**Description of the task:** Read the data that follows. Then repeat it exactly.

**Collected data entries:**
--*--

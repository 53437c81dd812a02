//! Configuration types.
//!
//! [`Endpoint`] is fixed for the life of a client. [`CallConfig`] and
//! [`RetryPolicy`] are passed with each call and never shared or mutated
//! behind the caller's back.

use std::time::Duration;

use url::Url;

use crate::error::{RestfulError, RestfulResult};

/// Default timeout for session renewal requests.
pub const DEFAULT_RENEW_TIMEOUT: Duration = Duration::from_secs(30);

/// Default delay between polls of a query that is still running.
pub const DEFAULT_POLL_INTERVAL: Duration = Duration::from_millis(500);

/// Location of the query service.
#[derive(Debug, Clone, PartialEq, Eq)]
pub struct Endpoint {
    /// URL scheme, `https` unless testing against a local server
    pub protocol: String,
    /// Host name of the account
    pub host: String,
    /// TCP port
    pub port: u16,
}

impl Endpoint {
    /// Creates an https endpoint on port 443.
    pub fn new(host: impl Into<String>) -> Self {
        Self {
            protocol: "https".to_string(),
            host: host.into(),
            port: 443,
        }
    }

    /// Parses an endpoint from a base URL such as `https://acct.snowflakecomputing.com`.
    ///
    /// ```
    /// use snowflake_restful::Endpoint;
    ///
    /// let endpoint = Endpoint::parse("http://127.0.0.1:8080").unwrap();
    /// assert_eq!(endpoint.protocol, "http");
    /// assert_eq!(endpoint.port, 8080);
    /// ```
    pub fn parse(base_url: &str) -> RestfulResult<Self> {
        let url = Url::parse(base_url)?;
        let host = url
            .host_str()
            .ok_or_else(|| RestfulError::invalid_url(format!("no host in {base_url}")))?;
        let port = url
            .port_or_known_default()
            .ok_or_else(|| RestfulError::invalid_url(format!("no port for {base_url}")))?;
        Ok(Self {
            protocol: url.scheme().to_string(),
            host: host.to_string(),
            port,
        })
    }

    /// Builds the URL of `path` on this endpoint with the given query parameters.
    ///
    /// `path` may also be a full URL, as returned in `getResultUrl`; it is
    /// then resolved against the endpoint and must share its scheme, host and
    /// port, since the request will carry the session token.
    pub fn url(&self, path: &str, params: &[(&str, String)]) -> RestfulResult<Url> {
        let base = Url::parse(&format!("{}://{}:{}", self.protocol, self.host, self.port))?;
        let mut url = base.join(path)?;
        if url.origin() != base.origin() {
            return Err(RestfulError::protocol(format!(
                "URL {} is not on endpoint {}",
                url.origin().ascii_serialization(),
                base.origin().ascii_serialization()
            )));
        }
        if !params.is_empty() {
            url.query_pairs_mut()
                .extend_pairs(params.iter().map(|(key, value)| (*key, value.as_str())));
        }
        Ok(url)
    }
}

/// Per-call configuration of an execution.
#[derive(Debug, Clone)]
pub struct CallConfig {
    /// Timeout of the renewal request made when the session has expired
    pub renew_timeout: Option<Duration>,
    /// Delay between polls of a query that is still running
    pub poll_interval: Duration,
    /// Poll in-progress queries until they finish; when false the
    /// in-progress response is returned as is
    pub wait_for_completion: bool,
    /// Policy used by `execute_with_retry`
    pub retry_policy: RetryPolicy,
}

impl Default for CallConfig {
    fn default() -> Self {
        Self {
            renew_timeout: Some(DEFAULT_RENEW_TIMEOUT),
            poll_interval: DEFAULT_POLL_INTERVAL,
            wait_for_completion: true,
            retry_policy: RetryPolicy::default(),
        }
    }
}

impl CallConfig {
    /// Returns a config that submits queries without waiting for them.
    pub fn asynchronous() -> Self {
        Self {
            wait_for_completion: false,
            ..Self::default()
        }
    }

    /// Returns this config with a different renewal timeout.
    pub fn with_renew_timeout(mut self, timeout: Duration) -> Self {
        self.renew_timeout = Some(timeout);
        self
    }

    /// Returns this config with a different poll interval.
    pub fn with_poll_interval(mut self, interval: Duration) -> Self {
        self.poll_interval = interval;
        self
    }

    /// Returns this config with a different retry policy.
    pub fn with_retry_policy(mut self, policy: RetryPolicy) -> Self {
        self.retry_policy = policy;
        self
    }
}

/// Exponential backoff for retrying transient failures.
#[derive(Debug, Clone, PartialEq, Eq)]
pub struct RetryPolicy {
    /// Total number of attempts, including the first one
    pub max_attempts: u32,
    /// Delay before the first retry
    pub initial_backoff: Duration,
    /// Upper bound on any single delay
    pub max_backoff: Duration,
    /// Factor applied to the delay after each retry
    pub multiplier: u32,
}

impl Default for RetryPolicy {
    fn default() -> Self {
        Self {
            max_attempts: 5,
            initial_backoff: Duration::from_millis(100),
            max_backoff: Duration::from_secs(10),
            multiplier: 2,
        }
    }
}

impl RetryPolicy {
    /// A policy that makes exactly one attempt.
    pub fn none() -> Self {
        Self {
            max_attempts: 1,
            ..Self::default()
        }
    }

    /// Returns the delay to wait after the given failed attempt (1-based).
    ///
    /// ```
    /// use std::time::Duration;
    /// use snowflake_restful::RetryPolicy;
    ///
    /// let policy = RetryPolicy::default();
    /// assert_eq!(policy.backoff(1), Duration::from_millis(100));
    /// assert_eq!(policy.backoff(2), Duration::from_millis(200));
    /// assert_eq!(policy.backoff(30), Duration::from_secs(10));
    /// ```
    pub fn backoff(&self, attempt: u32) -> Duration {
        let factor = self
            .multiplier
            .max(1)
            .saturating_pow(attempt.saturating_sub(1));
        self.initial_backoff
            .saturating_mul(factor)
            .min(self.max_backoff)
    }
}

--*--

**Solution:**
repository 53437c81dd812a02
//! Configuration types.
//!
//! [`Endpoint`] is fixed for the life of a client. [`CallConfig`] and
//! [`RetryPolicy`] are passed with each call and never shared or mutated
//! behind the caller's back.

use std::time::Duration;

use url::Url;

use crate::error::{RestfulError, RestfulResult};

/// Default timeout for session renewal requests.
pub const DEFAULT_RENEW_TIMEOUT: Duration = Duration::from_secs(30);

/// Default delay between polls of a query that is still running.
pub const DEFAULT_POLL_INTERVAL: Duration = Duration::from_millis(500);

/// Location of the query service.
#[derive(Debug, Clone, PartialEq, Eq)]
pub struct Endpoint {
    /// URL scheme, `https` unless testing against a local server
    pub protocol: String,
    /// Host name of the account
    pub host: String,
    /// TCP port
    pub port: u16,
}

impl Endpoint {
    /// Creates an https endpoint on port 443.
    pub fn new(host: impl Into<String>) -> Self {
        Self {
            protocol: "https".to_string(),
            host: host.into(),
            port: 443,
        }
    }

    /// Parses an endpoint from a base URL such as `https://acct.snowflakecomputing.com`.
    ///
    /// ```
    /// use snowflake_restful::Endpoint;
    ///
    /// let endpoint = Endpoint::parse("http://127.0.0.1:8080").unwrap();
    /// assert_eq!(endpoint.protocol, "http");
    /// assert_eq!(endpoint.port, 8080);
    /// ```
    pub fn parse(base_url: &str) -> RestfulResult<Self> {
        let url = Url::parse(base_url)?;
        let host = url
            .host_str()
            .ok_or_else(|| RestfulError::invalid_url(format!("no host in {base_url}")))?;
        let port = url
            .port_or_known_default()
            .ok_or_else(|| RestfulError::invalid_url(format!("no port for {base_url}")))?;
        Ok(Self {
            protocol: url.scheme().to_string(),
            host: host.to_string(),
            port,
        })
    }

    /// Builds the URL of `path` on this endpoint with the given query parameters.
    ///
    /// `path` may also be a full URL, as returned in `getResultUrl`; it is
    /// then resolved against the endpoint and must share its scheme, host and
    /// port, since the request will carry the session token.
    pub fn url(&self, path: &str, params: &[(&str, String)]) -> RestfulResult<Url> {
        let base = Url::parse(&format!("{}://{}:{}", self.protocol, self.host, self.port))?;
        let mut url = base.join(path)?;
        if url.origin() != base.origin() {
            return Err(RestfulError::protocol(format!(
                "URL {} is not on endpoint {}",
                url.origin().ascii_serialization(),
                base.origin().ascii_serialization()
            )));
        }
        if !params.is_empty() {
            url.query_pairs_mut()
                .extend_pairs(params.iter().map(|(key, value)| (*key, value.as_str())));
        }
        Ok(url)
    }
}

/// Per-call configuration of an execution.
#[derive(Debug, Clone)]
pub struct CallConfig {
    /// Timeout of the renewal request made when the session has expired
    pub renew_timeout: Option<Duration>,
    /// Delay between polls of a query that is still running
    pub poll_interval: Duration,
    /// Poll in-progress queries until they finish; when false the
    /// in-progress response is returned as is
    pub wait_for_completion: bool,
    /// Policy used by `execute_with_retry`
    pub retry_policy: RetryPolicy,
}

impl Default for CallConfig {
    fn default() -> Self {
        Self {
            renew_timeout: Some(DEFAULT_RENEW_TIMEOUT),
            poll_interval: DEFAULT_POLL_INTERVAL,
            wait_for_completion: true,
            retry_policy: RetryPolicy::default(),
        }
    }
}

impl CallConfig {
    /// Returns a config that submits queries without waiting for them.
    pub fn asynchronous() -> Self {
        Self {
            wait_for_completion: false,
            ..Self::default()
        }
    }

    /// Returns this config with a different renewal timeout.
    pub fn with_renew_timeout(mut self, timeout: Duration) -> Self {
        self.renew_timeout = Some(timeout);
        self
    }

    /// Returns this config with a different poll interval.
    pub fn with_poll_interval(mut self, interval: Duration) -> Self {
        self.poll_interval = interval;
        self
    }

    /// Returns this config with a different retry policy.
    pub fn with_retry_policy(mut self, policy: RetryPolicy) -> Self {
        self.retry_policy = policy;
        self
    }
}

/// Exponential backoff for retrying transient failures.
#[derive(Debug, Clone, PartialEq, Eq)]
pub struct RetryPolicy {
    /// Total number of attempts, including the first one
    pub max_attempts: u32,
    /// Delay before the first retry
    pub initial_backoff: Duration,
    /// Upper bound on any single delay
    pub max_backoff: Duration,
    /// Factor applied to the delay after each retry
    pub multiplier: u32,
}

impl Default for RetryPolicy {
    fn default() -> Self {
        Self {
            max_attempts: 5,
            initial_backoff: Duration::from_millis(100),
            max_backoff: Duration::from_secs(10),
            multiplier: 2,
        }
    }
}

impl RetryPolicy {
    /// A policy that makes exactly one attempt.
    pub fn none() -> Self {
        Self {
            max_attempts: 1,
            ..Self::default()
        }
    }

    /// Returns the delay to wait after the given failed attempt (1-based).
    ///
    /// ```
    /// use std::time::Duration;
    /// use snowflake_restful::RetryPolicy;
    ///
    /// let policy = RetryPolicy::default();
    /// assert_eq!(policy.backoff(1), Duration::from_millis(100));
    /// assert_eq!(policy.backoff(2), Duration::from_millis(200));
    /// assert_eq!(policy.backoff(30), Duration::from_secs(10));
    /// ```
    pub fn backoff(&self, attempt: u32) -> Duration {
        let factor = self
            .multiplier
            .max(1)
            .saturating_pow(attempt.saturating_sub(1));
        self.initial_backoff
            .saturating_mul(factor)
            .min(self.max_backoff)
    }
}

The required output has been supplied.